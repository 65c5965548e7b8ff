//! Envelope bootstrap - runs a wrapped handler over a single event.
//!
//! Reads one JSON event from stdin, hands it to an echo handler wrapped by
//! the response normalizer, and prints the resulting envelope as one line of
//! JSON on stdout. Logs go to stderr.
//!
//! # Usage
//!
//! ```text
//! echo '{"hello": "world"}' | bootstrap
//! ```
//!
//! # Event shapes
//!
//! | Event | Result |
//! |-------|--------|
//! | `{"fail": "<message>"}` | 500 envelope with `<message>` as detail |
//! | `{"status": 401}` | 401 envelope from the simulated upstream |
//! | anything else | 200 envelope echoing the event as JSON |
//!
//! # Environment Variables
//!
//! | Variable | Default | Description |
//! |----------|---------|-------------|
//! | `ENVELOPE_ENV` | `production` | `development` adds stack output to error payloads |
//! | `LOG_LEVEL` | `info` | Log level filter |
//! | `RUST_LOG` | *(unset)* | Fine-grained tracing filter (overrides `LOG_LEVEL`) |

use std::sync::Arc;

use anyhow::{Context, Result};
use envelope_core::{Capability, EnvelopeConfig, IdGenerator, Library};
use envelope_http::factory::APPLICATION_JSON;
use envelope_http::{
    CaughtError, ErrorClassifier, HttpResponse, ResponseFactory, ResponseNormalizer,
    process_unauthorized_response,
};
use tokio::io::{AsyncReadExt, AsyncWriteExt};
use tracing_subscriber::EnvFilter;

/// Body returned by the simulated upstream for non-echo statuses.
const UPSTREAM_DENIED: &str = "upstream denied the request";

/// Initialize the tracing subscriber on stderr.
///
/// Uses `RUST_LOG` if set, otherwise falls back to the `LOG_LEVEL` config value.
fn init_tracing(log_level: &str) -> Result<()> {
    let filter = if std::env::var("RUST_LOG").is_ok() {
        EnvFilter::from_default_env()
    } else {
        EnvFilter::try_new(log_level)
            .with_context(|| format!("invalid log level filter: {log_level}"))?
    };

    tracing_subscriber::fmt()
        .with_env_filter(filter)
        .with_target(true)
        .with_writer(std::io::stderr)
        .init();

    Ok(())
}

/// Resolve the id generator registered under `uuid`.
fn request_ids(library: &Library) -> Result<Arc<dyn IdGenerator>> {
    match library.load(Library::UUID)? {
        Capability::Uuid(ids) => Ok(ids),
        other => anyhow::bail!("unexpected capability for uuid: {other:?}"),
    }
}

/// Echo handler over a raw event.
async fn handle_event(
    factory: ResponseFactory,
    request_id: String,
    raw: String,
) -> Result<HttpResponse, CaughtError> {
    let event: serde_json::Value = serde_json::from_str(&raw)
        .context("event is not valid JSON")
        .map_err(CaughtError::from)?;

    if let Some(message) = event.get("fail").and_then(serde_json::Value::as_str) {
        return Err(CaughtError::error(message, None));
    }

    if let Some(status) = event.get("status").and_then(serde_json::Value::as_u64) {
        let status = u16::try_from(status).context("status out of range")?;
        let upstream = http::Response::builder()
            .status(status)
            .body(UPSTREAM_DENIED)
            .context("invalid upstream status")?;
        let upstream = process_unauthorized_response(upstream).await?;
        return Ok(factory.ok(*upstream.body(), [("x-request-id", request_id)]));
    }

    Ok(factory.ok(
        event.to_string(),
        [
            ("Content-Type", APPLICATION_JSON.to_owned()),
            ("x-request-id", request_id),
        ],
    ))
}

#[tokio::main]
async fn main() -> Result<()> {
    let config = EnvelopeConfig::from_env();
    init_tracing(&config.log_level)?;

    let library = Library::default();
    let factory = ResponseFactory::from_library(&library)?;
    let ids = request_ids(&library)?;
    let normalizer = ResponseNormalizer::new(
        factory.clone(),
        ErrorClassifier::new(config.is_development()),
    );
    tracing::debug!(environment = %config.environment, "bootstrap configured");

    let handler = normalizer.wrap_async(move |raw: String| {
        handle_event(factory.clone(), ids.generate(), raw)
    });

    let mut raw = String::new();
    tokio::io::stdin()
        .read_to_string(&mut raw)
        .await
        .context("failed to read event from stdin")?;

    let response = handler(raw).await;
    tracing::info!(status_code = response.status_code(), "handler finished");

    let mut line = serde_json::to_string(&response).context("failed to serialize envelope")?;
    line.push('\n');
    let mut stdout = tokio::io::stdout();
    stdout
        .write_all(line.as_bytes())
        .await
        .context("failed to write envelope to stdout")?;
    stdout.flush().await.context("failed to flush stdout")?;

    Ok(())
}

#[cfg(test)]
mod tests {
    use envelope_http::InterceptError;

    use super::*;

    async fn run(raw: &str) -> HttpResponse {
        let handler = ResponseNormalizer::default().wrap_async(|raw: String| {
            handle_event(ResponseFactory::default(), "req-1".to_owned(), raw)
        });
        handler(raw.to_owned()).await
    }

    #[tokio::test]
    async fn test_should_echo_event_as_json() {
        let response = run(r#"{"hello": "world"}"#).await;
        assert_eq!(response.status_code(), 200);
        assert_eq!(response.header("content-type"), Some("application/json"));
        assert_eq!(response.header("x-request-id"), Some("req-1"));
        assert_eq!(response.decoded_body().unwrap(), br#"{"hello":"world"}"#);
    }

    #[tokio::test]
    async fn test_should_report_requested_failure() {
        let response = run(r#"{"fail": "database unavailable"}"#).await;
        assert_eq!(response.status_code(), 500);
        let payload: serde_json::Value =
            serde_json::from_slice(&response.decoded_body().unwrap()).unwrap();
        assert_eq!(payload["detail"], "database unavailable");
    }

    #[tokio::test]
    async fn test_should_short_circuit_upstream_401() {
        let response = run(r#"{"status": 401}"#).await;
        assert_eq!(response, envelope_http::unauthorized(UPSTREAM_DENIED));
    }

    #[tokio::test]
    async fn test_should_pass_other_upstream_statuses() {
        let response = run(r#"{"status": 200}"#).await;
        assert_eq!(response.status_code(), 200);
        assert_eq!(response.decoded_body().unwrap(), UPSTREAM_DENIED.as_bytes());
    }

    #[tokio::test]
    async fn test_should_classify_invalid_json() {
        let response = run("not json").await;
        assert_eq!(response.status_code(), 500);
        let payload: serde_json::Value =
            serde_json::from_slice(&response.decoded_body().unwrap()).unwrap();
        assert_eq!(payload["detail"], "event is not valid JSON");
    }

    #[test]
    fn test_should_load_request_ids() {
        let ids = request_ids(&Library::default()).unwrap();
        assert_eq!(ids.generate().len(), 36);
    }

    #[test]
    fn test_should_convert_intercept_error() {
        let caught = CaughtError::from(InterceptError::Unauthorized(HttpResponse::default()));
        assert_eq!(caught.as_response(), Some(&HttpResponse::default()));
    }
}
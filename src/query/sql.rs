//! Parameterized SQL rendering of a [`Query`].

use super::{Boolean, Clause, Operator, Predicate, Query, DELETED_AT};
use crate::value::Value;

impl Query {
    /// Render `select ... from ... where ... order by ...` with `?` placeholders
    /// and the bindings in placeholder order. Eager loads run as separate
    /// queries and are not part of the statement.
    pub fn to_sql(&self) -> (String, Vec<Value>) {
        let mut bindings = Vec::new();
        let mut sql = String::from("select ");
        if self.distinct {
            sql.push_str("distinct ");
        }
        sql.push_str("* from ");
        sql.push_str(&self.table);

        let predicates = render_clauses(&self.clauses, &mut bindings);
        let scope = self
            .excludes_trashed()
            .then(|| format!("{}.{} is null", self.table, DELETED_AT));

        match (predicates, scope) {
            (Some(p), Some(s)) => sql.push_str(&format!(" where ({}) and {}", p, s)),
            (Some(p), None) => sql.push_str(&format!(" where {}", p)),
            (None, Some(s)) => sql.push_str(&format!(" where {}", s)),
            (None, None) => {}
        }

        if !self.orders.is_empty() {
            let keys: Vec<String> = self
                .orders
                .iter()
                .map(|o| format!("{} {}", o.column, o.direction.as_sql()))
                .collect();
            sql.push_str(" order by ");
            sql.push_str(&keys.join(", "));
        }

        (sql, bindings)
    }
}

/// `None` when nothing renders (no clauses, or only empty groups).
fn render_clauses(clauses: &[Clause], bindings: &mut Vec<Value>) -> Option<String> {
    let mut out = String::new();

    for clause in clauses {
        let Some(rendered) = render_predicate(&clause.predicate, bindings) else {
            continue;
        };
        if !out.is_empty() {
            out.push_str(match clause.boolean {
                Boolean::And => " and ",
                Boolean::Or => " or ",
            });
        }
        out.push_str(&rendered);
    }

    (!out.is_empty()).then_some(out)
}

fn render_predicate(predicate: &Predicate, bindings: &mut Vec<Value>) -> Option<String> {
    match predicate {
        Predicate::Group(inner) => render_clauses(inner, bindings).map(|s| format!("({})", s)),
        Predicate::Compare {
            column,
            operator,
            value,
        } => Some(match (operator, value) {
            (Operator::Eq, Value::Null) => format!("{} is null", column),
            (Operator::Ne, Value::Null) => format!("{} is not null", column),
            _ => {
                bindings.push(value.clone());
                format!("{} {} ?", column, operator.as_sql())
            }
        }),
    }
}
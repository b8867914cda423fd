use serde::Serialize;
use serde_json::Value as Json;
use tracing::{debug, warn};

use super::{RepositoryConfig, RepositoryScope};
use crate::criteria::{CriteriaList, Criterion};
use crate::error::RepositoryError;
use crate::model::{Columns, Model, ModelError, ModelProvider, ModelStore, Page};
use crate::query::{Direction, Operator, Query};
use crate::value::Value;

/// Criteria-driven data access for one model type.
///
/// Criteria and nested-data paths accumulate for the life of the instance.
/// Every list-shaped read (`all`, `paginate`, `first`, `count`, `lists`)
/// rebuilds its query from scratch and replays the criteria in push order;
/// lookups by key (`find`, `find_by`) start from a bare query and only
/// apply nested data.
pub struct Repository<M: Model, S: ModelStore> {
    store: S,
    criteria: CriteriaList,
    nested_data: Vec<String>,
    query: Option<Query>,
    rows: usize,
    page: usize,
    columns: Columns,
    soft_deletes: bool,
    model: Option<M>,
}

impl<M: Model, S: ModelStore> Repository<M, S> {
    /// A repository over `store` with no current model.
    pub fn new(store: S) -> Self {
        let defaults = RepositoryConfig::default();
        Self {
            store,
            criteria: CriteriaList::new(),
            nested_data: defaults.nested_data,
            query: None,
            rows: defaults.rows,
            page: defaults.page,
            columns: defaults.columns,
            soft_deletes: M::SOFT_DELETES,
            model: None,
        }
    }

    /// Build a repository whose current model comes from `provider`.
    pub fn with_provider<P: ModelProvider<M>>(store: S, provider: &P) -> Result<Self, RepositoryError> {
        let model = provider.resolve()?;
        let mut repository = Self::new(store);
        repository.model = Some(model);
        Ok(repository)
    }

    pub fn configure(&mut self, config: RepositoryConfig) -> &mut Self {
        self.rows = config.rows;
        self.page = config.page;
        self.columns = config.columns;
        self.nested_data = config.nested_data;
        self
    }

    /// All rows matching the accumulated criteria. `with_trash` includes
    /// soft-deleted rows when the model soft-deletes and is ignored otherwise.
    pub fn all(&mut self, with_trash: bool) -> Result<Vec<M>, RepositoryError> {
        self.apply_criteria().apply_nested_data().include_trashed(with_trash);
        debug!(model = M::model_name(), with_trash, "fetching all");

        let query = self.query.get_or_insert_with(Query::for_model::<M>);
        self.store.get(query, &self.columns).map_err(Self::lift)
    }

    pub fn paginate(&mut self, with_trash: bool) -> Result<Page<M>, RepositoryError> {
        self.apply_criteria().apply_nested_data().include_trashed(with_trash);
        debug!(
            model = M::model_name(),
            rows = self.rows,
            page = self.page,
            with_trash,
            "paginating"
        );

        let query = self.query.get_or_insert_with(Query::for_model::<M>);
        self.store
            .paginate(query, self.rows, self.page, &self.columns)
            .map_err(Self::lift)
    }

    pub fn first(&mut self) -> Result<Option<M>, RepositoryError> {
        self.apply_criteria().apply_nested_data();
        debug!(model = M::model_name(), "fetching first");

        let query = self.query.get_or_insert_with(Query::for_model::<M>);
        self.store.first(query, &self.columns).map_err(Self::lift)
    }

    pub fn count(&mut self) -> Result<usize, RepositoryError> {
        self.apply_criteria();
        debug!(model = M::model_name(), "counting");

        let query = self.query.get_or_insert_with(Query::for_model::<M>);
        self.store.count(query).map_err(Self::lift)
    }

    /// Look up by primary key, ignoring accumulated criteria. Soft-deleted
    /// rows are found too. Fails with `RepositoryError::NotFound`.
    pub fn find(&mut self, id: &str) -> Result<M, RepositoryError> {
        self.query = Some(Query::for_model::<M>());
        self.apply_nested_data();
        if self.soft_deletes {
            self.include_trashed(true);
        }
        debug!(model = M::model_name(), id, "finding");

        let query = self.query.get_or_insert_with(Query::for_model::<M>);
        let found = self
            .store
            .find_or_fail::<M>(query, id, &self.columns)
            .map_err(Self::lift)?;
        self.model = Some(found.clone());
        Ok(found)
    }

    /// First row whose `attribute` equals `value`, ignoring accumulated criteria.
    pub fn find_by(&mut self, attribute: &str, value: impl Into<Value>) -> Result<Option<M>, RepositoryError> {
        self.query = Some(Query::for_model::<M>());
        self.apply_nested_data();
        debug!(model = M::model_name(), attribute, "finding by attribute");

        let query = self
            .take_query()
            .and_where(attribute, Operator::Eq, value);
        let query = self.query.insert(query);
        self.store.first(query, &self.columns).map_err(Self::lift)
    }

    /// `(key, value)` pairs of two attributes over the filtered rows.
    pub fn lists(&mut self, value: &str, key: &str, distinct: bool) -> Result<Vec<(Value, Value)>, RepositoryError> {
        self.apply_criteria();
        if distinct {
            let query = self.take_query().distinct();
            self.query = Some(query);
        }
        debug!(model = M::model_name(), value, key, distinct, "listing");

        let query = self.query.get_or_insert_with(Query::for_model::<M>);
        self.store.lists(query, value, key).map_err(Self::lift)
    }

    /// Insert `model` and make it the current model.
    pub fn create(&mut self, model: M) -> Result<M, RepositoryError> {
        let created = self.store.create(&model).map_err(Self::lift)?;
        debug!(model = M::model_name(), id = created.id(), "created");
        self.model = Some(created.clone());
        Ok(created)
    }

    /// Merge `attributes` (anything serializing to an object) into the row
    /// with key `id` and make the result the current model.
    pub fn update<P: Serialize + ?Sized>(&mut self, id: &str, attributes: &P) -> Result<M, RepositoryError> {
        let attributes = match serde_json::to_value(attributes) {
            Ok(Json::Object(attributes)) => attributes,
            Ok(_) => {
                return Err(RepositoryError::Store(ModelError::Serde(
                    "update attributes must serialize to an object".into(),
                )))
            }
            Err(e) => return Err(RepositoryError::Store(ModelError::Serde(e.to_string()))),
        };

        let current = self.locate(id, false)?;
        self.model = Some(current);

        let updated = self.store.update::<M>(id, &attributes).map_err(Self::lift)?;
        debug!(model = M::model_name(), id, "updated");
        self.model = Some(updated.clone());
        Ok(updated)
    }

    /// Delete by key; soft-deletes when the model supports it.
    pub fn delete(&mut self, id: &str) -> Result<bool, RepositoryError> {
        self.locate(id, false)?;
        debug!(model = M::model_name(), id, soft = self.soft_deletes, "deleting");
        self.store.destroy::<M>(id).map_err(Self::lift)
    }

    /// Physically delete by key. Unlike `delete`, the lookup sees rows that are
    /// already soft-deleted, so trashed rows can still be purged.
    pub fn force_delete(&mut self, id: &str) -> Result<bool, RepositoryError> {
        self.locate(id, true)?;
        debug!(model = M::model_name(), id, "force deleting");
        self.store.force_destroy::<M>(id).map_err(Self::lift)
    }

    /// Bring a soft-deleted row back.
    pub fn restore(&mut self, id: &str) -> Result<bool, RepositoryError> {
        self.locate(id, true)?;
        debug!(model = M::model_name(), id, "restoring");
        self.store.restore::<M>(id).map_err(Self::lift)
    }

    /// Append a criterion; it applies after every criterion already pushed.
    pub fn push_criteria(&mut self, criterion: Criterion) -> &mut Self {
        self.criteria.push(criterion);
        self
    }

    /// Push an ordering built from the first `(column, direction)` entry.
    /// Further entries are ignored.
    pub fn set_order<I, C>(&mut self, order: I) -> &mut Self
    where
        I: IntoIterator<Item = (C, Direction)>,
        C: Into<String>,
    {
        let mut entries = order.into_iter();
        match entries.next() {
            Some((column, direction)) => {
                let ignored = entries.count();
                if ignored > 0 {
                    debug!(model = M::model_name(), ignored, "set_order uses only the first entry");
                }
                self.push_criteria(Criterion::order_by(column, direction))
            }
            None => {
                debug!(model = M::model_name(), "set_order called without entries");
                self
            }
        }
    }

    pub fn criteria(&self) -> &CriteriaList {
        &self.criteria
    }

    pub fn clear_criteria(&mut self) -> &mut Self {
        self.criteria.clear();
        self
    }

    pub fn set_rows(&mut self, rows: usize) -> &mut Self {
        self.rows = rows;
        self
    }

    pub fn rows(&self) -> usize {
        self.rows
    }

    pub fn set_page(&mut self, page: usize) -> &mut Self {
        self.page = page;
        self
    }

    pub fn page(&self) -> usize {
        self.page
    }

    pub fn set_columns(&mut self, columns: Columns) -> &mut Self {
        self.columns = columns;
        self
    }

    pub fn columns(&self) -> &Columns {
        &self.columns
    }

    pub fn set_nested_data<I, P>(&mut self, nested_data: I) -> &mut Self
    where
        I: IntoIterator<Item = P>,
        P: Into<String>,
    {
        self.nested_data = nested_data.into_iter().map(Into::into).collect();
        self
    }

    pub fn nested_data(&self) -> &[String] {
        &self.nested_data
    }

    /// Replace the scratch query. The next read rebuilds it regardless.
    pub fn set_query(&mut self, query: Query) -> &mut Self {
        self.query = Some(query);
        self
    }

    /// The query the last operation ran, if any.
    pub fn query(&self) -> Option<&Query> {
        self.query.as_ref()
    }

    pub fn set_model(&mut self, model: M) -> &mut Self {
        self.model = Some(model);
        self
    }

    pub fn model(&self) -> Option<&M> {
        self.model.as_ref()
    }

    pub fn model_name(&self) -> &'static str {
        M::model_name()
    }

    pub fn soft_deletes(&self) -> bool {
        self.soft_deletes
    }

    pub fn store(&self) -> &S {
        &self.store
    }

    fn take_query(&mut self) -> Query {
        self.query.take().unwrap_or_else(Query::for_model::<M>)
    }

    /// Fresh query for the model with every criterion folded over it.
    fn apply_criteria(&mut self) -> &mut Self {
        debug!(
            model = M::model_name(),
            criteria = self.criteria.len(),
            "applying criteria"
        );
        let query = self.criteria.apply(Query::for_model::<M>(), &*self);
        self.query = Some(query);
        self
    }

    fn apply_nested_data(&mut self) -> &mut Self {
        let start = self.take_query();
        let query = self
            .nested_data
            .iter()
            .fold(start, |query, path| query.with(path.as_str()));
        self.query = Some(query);
        self
    }

    fn include_trashed(&mut self, with_trash: bool) -> &mut Self {
        if !with_trash {
            return self;
        }
        if !self.soft_deletes {
            warn!(
                model = M::model_name(),
                "trashed rows requested for a model without soft deletes"
            );
            return self;
        }
        let query = self.take_query().with_trashed();
        self.query = Some(query);
        self
    }

    /// Or-fail lookup by key on a bare query, outside the scratch query.
    fn locate(&self, id: &str, with_trashed: bool) -> Result<M, RepositoryError> {
        let mut query = Query::for_model::<M>();
        if with_trashed {
            query = query.with_trashed();
        }
        self.store
            .find_or_fail(&query, id, &Columns::All)
            .map_err(Self::lift)
    }

    /// Store errors, with not-found reported under the model's name.
    fn lift(err: ModelError) -> RepositoryError {
        match err {
            ModelError::NotFound { id, .. } => RepositoryError::NotFound {
                model: M::model_name().to_string(),
                id,
            },
            other => RepositoryError::from(other),
        }
    }
}

impl<M: Model, S: ModelStore> RepositoryScope for Repository<M, S> {
    fn model_name(&self) -> &'static str {
        M::model_name()
    }

    fn table(&self) -> &'static str {
        M::COLLECTION
    }

    fn soft_deletes(&self) -> bool {
        self.soft_deletes
    }

    fn nested_data(&self) -> &[String] {
        &self.nested_data
    }
}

= = =

Task goal | Wherever a line in the records contains the word "without", copy that line.

Result below |
                debug!(model = M::model_name(), "set_order called without entries");
                "trashed rows requested for a model without soft deletes"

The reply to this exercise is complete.